"Pentimento"
Pentimento For Fenton
Mitch Eckert
Media: Palladium Toned Kallitype on Hahnemühle Platinum Rag Paper – Edition 1/5
Size: 26”h x 24”w
Price: $1600
Artist Statement:
What will future researchers learn about our civilization after it is lost to climate change? Will our trash middens reveal our casual acceptance of single use containers and our dependence on plastics? These are questions I think about as I create paper replicas of our grocery store produce containers. While I arrange still-lifes in the manner of the Dutch Golden Age exploring the notion of memento mori I am thinking not of our own mortality, but that of our planet.
Everlasting Remains of the Eternal Meal is a series of Kallitypes of altered artificial fruit and produce containers recast in paper pulp. The original plastic containers were used to store and transport luscious fruits to my local big box grocery, while the artificial fruit were sourced at a craft shop. Unlike the half-eaten meals in Dutch still-lifes which serve as memento mori or reminders of death, these plastic containers and even the Styrofoam niche I have constructed will never really die and decay, serving instead as reminders of our complicity in the casual destruction and death of our planet.

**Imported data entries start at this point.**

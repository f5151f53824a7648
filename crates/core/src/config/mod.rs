//! Boundary configuration and output layout.
//!
//! - `BoundaryConfig`: serializable contents of `sched_boundary.yaml`.
//! - `ModuleFiles`: derived lookup view over the configured subsystem files.
//! - `OutputLayout`: computed paths of the exported artifacts.

mod layout;

pub use layout::OutputLayout;

use std::collections::{BTreeMap, HashSet};
use std::path::{Path, PathBuf};

use log::warn;
use serde::{Deserialize, Deserializer, Serialize};
use thiserror::Error;

/// Default configuration file name, relative to the project root.
pub const CONFIG_FILE_NAME: &str = "sched_boundary.yaml";

/// Error type for configuration loading.
#[derive(Debug, Error)]
pub enum ConfigError {
    #[error("Failed to read boundary config at {path}: {source}")]
    Read { path: PathBuf, source: std::io::Error },

    #[error("Failed to parse boundary config at {path}: {source}")]
    Parse { path: PathBuf, source: serde_yaml::Error },

    #[error("Boundary config at {0} lists no mod_files")]
    NoModuleFiles(PathBuf),
}

/// Serializable boundary configuration.
///
/// Keys other than `mod_files` and `function` are carried through untouched so
/// the exported configuration is a superset of the input.
#[derive(Debug, Clone, Default, PartialEq, Serialize, Deserialize)]
pub struct BoundaryConfig {
    /// Source files that make up the subsystem under extraction.
    pub mod_files: Vec<String>,
    /// Classification lists; rewritten on export.
    #[serde(default, deserialize_with = "mapping_or_null")]
    pub function: serde_yaml::Mapping,
    #[serde(flatten)]
    pub extra: serde_yaml::Mapping,
}

impl BoundaryConfig {
    pub fn new<I, S>(mod_files: I) -> Self
    where
        I: IntoIterator<Item = S>,
        S: Into<String>,
    {
        Self {
            mod_files: mod_files.into_iter().map(Into::into).collect(),
            function: serde_yaml::Mapping::new(),
            extra: serde_yaml::Mapping::new(),
        }
    }

    pub fn module_files(&self) -> ModuleFiles {
        ModuleFiles::new(self.mod_files.iter().cloned())
    }
}

fn mapping_or_null<'de, D>(deserializer: D) -> Result<serde_yaml::Mapping, D::Error>
where
    D: Deserializer<'de>,
{
    Ok(Option::<serde_yaml::Mapping>::deserialize(deserializer)?.unwrap_or_default())
}

/// Load and validate the boundary configuration at `path`.
pub fn load_config(path: &Path) -> Result<BoundaryConfig, ConfigError> {
    let body = std::fs::read_to_string(path)
        .map_err(|source| ConfigError::Read { path: path.to_path_buf(), source })?;
    let config: BoundaryConfig = serde_yaml::from_str(&body)
        .map_err(|source| ConfigError::Parse { path: path.to_path_buf(), source })?;
    if config.mod_files.is_empty() {
        return Err(ConfigError::NoModuleFiles(path.to_path_buf()));
    }
    Ok(config)
}

/// Lookup view over the subsystem's files.
///
/// `files` and `headers` keep configuration order; both are used as ordered
/// candidate lists when the binary's file attribution has to be corrected.
#[derive(Debug, Clone, Default)]
pub struct ModuleFiles {
    files: Vec<String>,
    members: HashSet<String>,
    basenames: BTreeMap<String, String>,
    headers: Vec<String>,
}

impl ModuleFiles {
    pub fn new<I, S>(files: I) -> Self
    where
        I: IntoIterator<Item = S>,
        S: Into<String>,
    {
        let mut out = Self::default();
        for file in files {
            let file = file.into();
            if !out.members.insert(file.clone()) {
                continue;
            }
            let base = basename(&file).to_string();
            if let Some(previous) = out.basenames.insert(base.clone(), file.clone()) {
                warn!("basename {base} maps to both {previous} and {file}; keeping {file}");
            }
            if file.ends_with(".h") {
                out.headers.push(file.clone());
            }
            out.files.push(file);
        }
        out
    }

    pub fn contains(&self, file: &str) -> bool {
        self.members.contains(file)
    }

    /// Full path for an object-file basename as reported by the binary.
    pub fn full_path(&self, basename: &str) -> Option<&str> {
        self.basenames.get(basename).map(String::as_str)
    }

    /// Basename to full path, sorted by basename.
    pub fn basenames(&self) -> &BTreeMap<String, String> {
        &self.basenames
    }

    pub fn files(&self) -> &[String] {
        &self.files
    }

    pub fn headers(&self) -> &[String] {
        &self.headers
    }

    pub fn len(&self) -> usize {
        self.files.len()
    }

    pub fn is_empty(&self) -> bool {
        self.files.is_empty()
    }
}

fn basename(path: &str) -> &str {
    path.rsplit('/').next().unwrap_or(path)
}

Working within the tradition of still life presents both challenges and opportunities. I imagine these tableaux as freshly discovered, in a modern equivalent of Pompeii. I craft and control each step of the process: from replicating the plastic food containers in paper pulp and altering the artificial foods; to creating the niche and setting the stage; to sculpting with light while making the photographs. The earthen hues and organic chemical process of the historic photographic Kallitype technique compliments and contrasts the inorganic subject matter depicted. The projected image upon the ubiquitous forms of the produce containers creates a pentimento- a memory of what was once contained within.
Artist Bio:
Mitch Eckert is a one-eyed photographer. The medium of photography chose him, and it made perfect sense – one eye and one lens play well together. He has been viewing the world with one eye since 1979. His work has received many accolades and has been exhibited nationally and internationally and appears in a variety of publications from textbooks to journals. After receiving his B.F.A. in photography and sculpture from Indiana University he went on to earn an M.F.A. from Ohio University focusing on photography and printmaking. His technical knowledge of photography is well rooted in the mediums rich historic processes including his masterful works in Kallitype. For Mitch the choice of photographic equipment, process and materials need to have a good marriage with concept and content. His exploration in the genre of still life has been ongoing for more than 25 years. Other projects revolve around cabinets of curiosities, botanic and formal gardens as well as natural history museums. His work is held in the collections of 21c. Museum, Butler Institute of American Art as well as several corporate and private collections. Mitch Eckert currently lives and works in Louisville Kentucky where he is an Associate Professor of Art teaching all things photographic.
Process:
Kallitype is an iron-silver based process utilizing silver nitrate and ferric oxalate in equal amounts to produce a light sensitive emulsion. Referred to as the “poor man’s platinum and palladium print” the Kallitype can be toned with a variety of precious metals and utilizes the same developer as Platinum printing, but with significantly less cost while maintaining similar tonalities and permanence.